А в России, между прочим,

быта и в помине нет.

 

Есть борьба за жизнь, при этом

за такую, чтобы светом

выбиться, как из земли

всходы прут, — но с постным видом

муку мученскую бытом

называть — не слишком ли?..

 

Напомним читателю, что на долгие годы ваше творчество было расценено как идущее вразрез с советской идеологией. И первая книга стихов (всего 128 страниц) вышла только в 1976 году. И называлась она символично — «Из трёх тетрадей»…

     

— В общем, сегодняшние отношения в культуре кажутся мне более естественными и нормальными. А плоды — увидим… Я всегда готов был согласиться с высказыванием Чаадаева о том, что деспотизм способствует расцвету искусств, поскольку стимулирует личность на противостояние вызову. Однако лишь до того момента, когда давление «сверху» хотя бы считается с реальностью. Помню разговор с Борисом Слуцким. В ответ на мои чаадаевские философемы он сказал с вызовом: «Я бы хотел дожить до опыта свободы!»

Государство есть материализованная мифология, были организованы целые институты, для того чтобы фальсифицировать, морочить историю. И вдруг какая-нибудь неожиданная справочка или письмецо, попадающее к историку через сорок лет, безжалостно разрушает все прежние ложные доктрины и мотивировки. В этом смысле мы действительно живём в историческое время. Коммунистический режим, при котором вырывались не только цветы культуры, но и выкорчёвывались её корни, был затмением разума, сущим безумием. Вне сомнения. Правда, я не думал, что тоталитарная система со своим уголовным уставом рухнет так быстро, был уверен в том, что не доживу до этого часа. Но вмешалась рука Господня…

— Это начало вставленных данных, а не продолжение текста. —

use actix_web::{App, HttpServer, middleware, web};
use sqlx::postgres::PgPoolOptions;
use tracing::info;
use tracing_subscriber::{layer::SubscriberExt, util::SubscriberInitExt};

use pr_rota::handlers;
use pr_rota::services::{PgAssignmentBackend, ReviewerSelector, TeamDirectoryService};
use pr_rota::{Config, PgAssignmentService, health_check};

#[actix_web::main]
async fn main() -> std::io::Result<()> {
    // Load environment variables from .env file
    dotenvy::dotenv().ok();

    tracing_subscriber::registry()
        .with(
            tracing_subscriber::EnvFilter::try_from_default_env()
                .unwrap_or_else(|_| "pr_rota=debug,actix_web=info".into()),
        )
        .with(tracing_subscriber::fmt::layer())
        .init();

    let config = Config::from_env().expect("Failed to load configuration");

    info!("Starting PR Rota server on {}:{}", config.host, config.port);

    let db_pool = PgPoolOptions::new()
        .max_connections(config.database_max_connections)
        .connect(&config.database_url)
        .await
        .expect("Failed to create database pool");

    info!("Database connection pool established");

    sqlx::migrate!("./migrations")
        .run(&db_pool)
        .await
        .expect("Failed to run database migrations");

    info!("Database migrations completed");

    let policy = config.assignment_policy();
    info!(
        self_review = ?policy.self_review,
        deadline = ?policy.deadline,
        lock_timeout = ?config.lock_timeout(),
        seeded = config.reviewer_selection_seed.is_some(),
        "Assignment policy loaded"
    );

    let service: web::Data<PgAssignmentService> = web::Data::new(PgAssignmentService::new(
        PgAssignmentBackend::new(db_pool.clone()).with_lock_timeout(config.lock_timeout()),
        TeamDirectoryService::new(db_pool.clone()),
        ReviewerSelector::from_seed_option(config.reviewer_selection_seed),
        policy,
    ));

    let server_addr = format!("{}:{}", config.host, config.port);

    HttpServer::new(move || {
        App::new()
            .app_data(service.clone())
            .wrap(middleware::Logger::default())
            .wrap(middleware::Compress::default())
            .route("/health", web::get().to(health_check))
            .configure(handlers::configure_routes::<PgAssignmentBackend, TeamDirectoryService>)
    })
    .bind(&server_addr)?
    .run()
    .await
}
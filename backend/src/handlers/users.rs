//! User handlers
//!
//! Activity toggling plus the per-user review queue and ledger count.

use actix_web::{HttpResponse, web};

use crate::error::AppError;
use crate::handlers::{ApiResponse, map_assignment_error, map_directory_error};
use crate::models::{SetUserActiveRequest, UserQuery, UserReviews};
use crate::services::{AssignmentBackend, AssignmentService, TeamDirectory};

/// POST /users/setIsActive
///
/// Inactive users are skipped by every later reviewer selection. Existing
/// assignments are left as they are.
pub async fn set_is_active<B, D>(
    service: web::Data<AssignmentService<B, D>>,
    body: web::Json<SetUserActiveRequest>,
) -> Result<HttpResponse, AppError>
where
    B: AssignmentBackend + 'static,
    D: TeamDirectory + 'static,
{
    let user = service
        .directory()
        .set_user_active(&body.user_id, body.is_active)
        .await
        .map_err(map_directory_error)?;

    Ok(HttpResponse::Ok().json(ApiResponse::new(user)))
}

/// GET /users/getReview?user_id=
pub async fn get_reviews<B, D>(
    service: web::Data<AssignmentService<B, D>>,
    query: web::Query<UserQuery>,
) -> Result<HttpResponse, AppError>
where
    B: AssignmentBackend + 'static,
    D: TeamDirectory + 'static,
{
    let user_id = query.into_inner().user_id;
    let pull_requests = service
        .reviews_for(&user_id)
        .await
        .map_err(map_assignment_error)?;

    Ok(HttpResponse::Ok().json(ApiResponse::new(UserReviews {
        user_id,
        pull_requests,
    })))
}

/// GET /users/getStat?user_id=
pub async fn get_stat<B, D>(
    service: web::Data<AssignmentService<B, D>>,
    query: web::Query<UserQuery>,
) -> Result<HttpResponse, AppError>
where
    B: AssignmentBackend + 'static,
    D: TeamDirectory + 'static,
{
    let stat = service
        .review_stat(&query.user_id)
        .await
        .map_err(map_assignment_error)?;

    Ok(HttpResponse::Ok().json(ApiResponse::new(stat)))
}

/// Configure user routes
pub fn configure_user_routes<B, D>(cfg: &mut web::ServiceConfig)
where
    B: AssignmentBackend + 'static,
    D: TeamDirectory + 'static,
{
    cfg.service(
        web::scope("/users")
            .route("/setIsActive", web::post().to(set_is_active::<B, D>))
            .route("/getReview", web::get().to(get_reviews::<B, D>))
            .route("/getStat", web::get().to(get_stat::<B, D>)),
    );
}
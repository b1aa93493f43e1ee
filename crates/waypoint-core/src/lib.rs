//! Waypoint Core Library
//!
//! Shared types, errors, configuration, logging setup and the notifier
//! capability for the Waypoint offline layer.

pub mod config;
pub mod error;
pub mod logging;
pub mod notification;
pub mod types;

pub use config::WorkerConfig;
pub use error::{OfflineError, OfflineResult};
pub use logging::{init_logging, LogConfig, LogFormat};
pub use notification::{Notification, Notifier};
pub use types::{
    CachedLesson, PendingOperation, QueueKind, CHECK_NOTIFICATIONS_TAG, SYNC_PROGRESS_TAG,
    SYNC_SUBMISSIONS_TAG,
};
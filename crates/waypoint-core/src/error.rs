//! Error types for the offline layer

use thiserror::Error;

/// Result type alias for offline layer operations
pub type OfflineResult<T> = Result<T, OfflineError>;

/// Main error type for the offline layer
///
/// A cache miss is deliberately absent: lookups return `Option` and a miss
/// is just the next branch of a strategy.
#[derive(Error, Debug)]
pub enum OfflineError {
    /// The durable store or cache storage could not be opened or written.
    #[error("Storage unavailable: {0}")]
    StorageUnavailable(String),

    /// A fetch rejected or the connection layer timed out.
    #[error("Network failure: {0}")]
    NetworkFailure(String),

    /// A single queued record could not be delivered.
    #[error("Sync drain failure for record {id}: {reason}")]
    SyncDrainFailure { id: i64, reason: String },

    /// A precache manifest entry could not be fetched.
    #[error("Install aborted while precaching {url}: {reason}")]
    InstallAbort { url: String, reason: String },

    /// A record does not fit the store it was written to.
    #[error("Invalid record: {0}")]
    InvalidRecord(String),

    #[error("Configuration error: {0}")]
    Config(String),

    #[error("IO error: {0}")]
    Io(#[from] std::io::Error),

    #[error("JSON error: {0}")]
    Json(#[from] serde_json::Error),

    #[error("URL error: {0}")]
    Url(#[from] url::ParseError),
}

impl OfflineError {
    /// Create a new storage error
    pub fn storage(msg: impl Into<String>) -> Self {
        Self::StorageUnavailable(msg.into())
    }

    /// Create a new network error
    pub fn network(msg: impl Into<String>) -> Self {
        Self::NetworkFailure(msg.into())
    }

    /// Create a new install abort
    pub fn install_abort(url: impl Into<String>, reason: impl Into<String>) -> Self {
        Self::InstallAbort {
            url: url.into(),
            reason: reason.into(),
        }
    }

    /// Create a new invalid record error
    pub fn invalid_record(msg: impl Into<String>) -> Self {
        Self::InvalidRecord(msg.into())
    }

    /// Create a new configuration error
    pub fn config(msg: impl Into<String>) -> Self {
        Self::Config(msg.into())
    }

    /// Whether this error should be swallowed with a log line instead of
    /// being propagated.
    pub fn is_degradable(&self) -> bool {
        matches!(
            self,
            OfflineError::StorageUnavailable(_) | OfflineError::SyncDrainFailure { .. }
        )
    }

    /// Get the error category for log fields.
    pub fn category(&self) -> &'static str {
        match self {
            OfflineError::StorageUnavailable(_) => "storage_unavailable",
            OfflineError::NetworkFailure(_) => "network_failure",
            OfflineError::SyncDrainFailure { .. } => "sync_drain_failure",
            OfflineError::InstallAbort { .. } => "install_abort",
            OfflineError::InvalidRecord(_) => "invalid_record",
            OfflineError::Config(_) => "config",
            OfflineError::Io(_) => "io",
            OfflineError::Json(_) => "json",
            OfflineError::Url(_) => "url",
        }
    }
}

#[cfg(test)]
mod tests {
    use super::*;

    #[test]
    fn test_error_categories() {
        assert_eq!(OfflineError::storage("quota").category(), "storage_unavailable");
        assert_eq!(OfflineError::network("refused").category(), "network_failure");
        assert_eq!(
            OfflineError::install_abort("/app.js", "404").category(),
            "install_abort"
        );
    }

    #[test]
    fn test_degradable() {
        assert!(OfflineError::storage("disabled").is_degradable());
        assert!(OfflineError::SyncDrainFailure {
            id: 3,
            reason: "500".to_string()
        }
        .is_degradable());
        assert!(!OfflineError::network("offline").is_degradable());
        assert!(!OfflineError::install_abort("/", "offline").is_degradable());
    }

    #[test]
    fn test_display() {
        let err = OfflineError::install_abort("https://app.test/app.js", "status 404");
        assert_eq!(
            err.to_string(),
            "Install aborted while precaching https://app.test/app.js: status 404"
        );
    }
}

Неожиданно я почувствовал, как время стало дробиться, дёргаться в конвульсиях. Сначала оно менялось год от года. Затем — месяц от месяца. Но, когда оно стало неузнаваемо от недели к неделе, когда каждый последующий день уже не был похож на день предыдущий, я понял, что это — болезнь. Не дай Бог, время распадётся, как и то пространство, где мы жили.
    

— Простите, пожалуйста, что перебиваю вас. Ваши слова словно перекликаются c замечанием отца Павла Флоренского, сделанного почти восемьдесят лет назад: «Все времена держатся на закрепках литургических, и, когда религиозные устои распадаются, “время выходит из пазов своих”, по слову Шекспира».

                    

— Этот период очень опасен — маргинал выходит на дорогу. Впрочем, он уже шествует по ней.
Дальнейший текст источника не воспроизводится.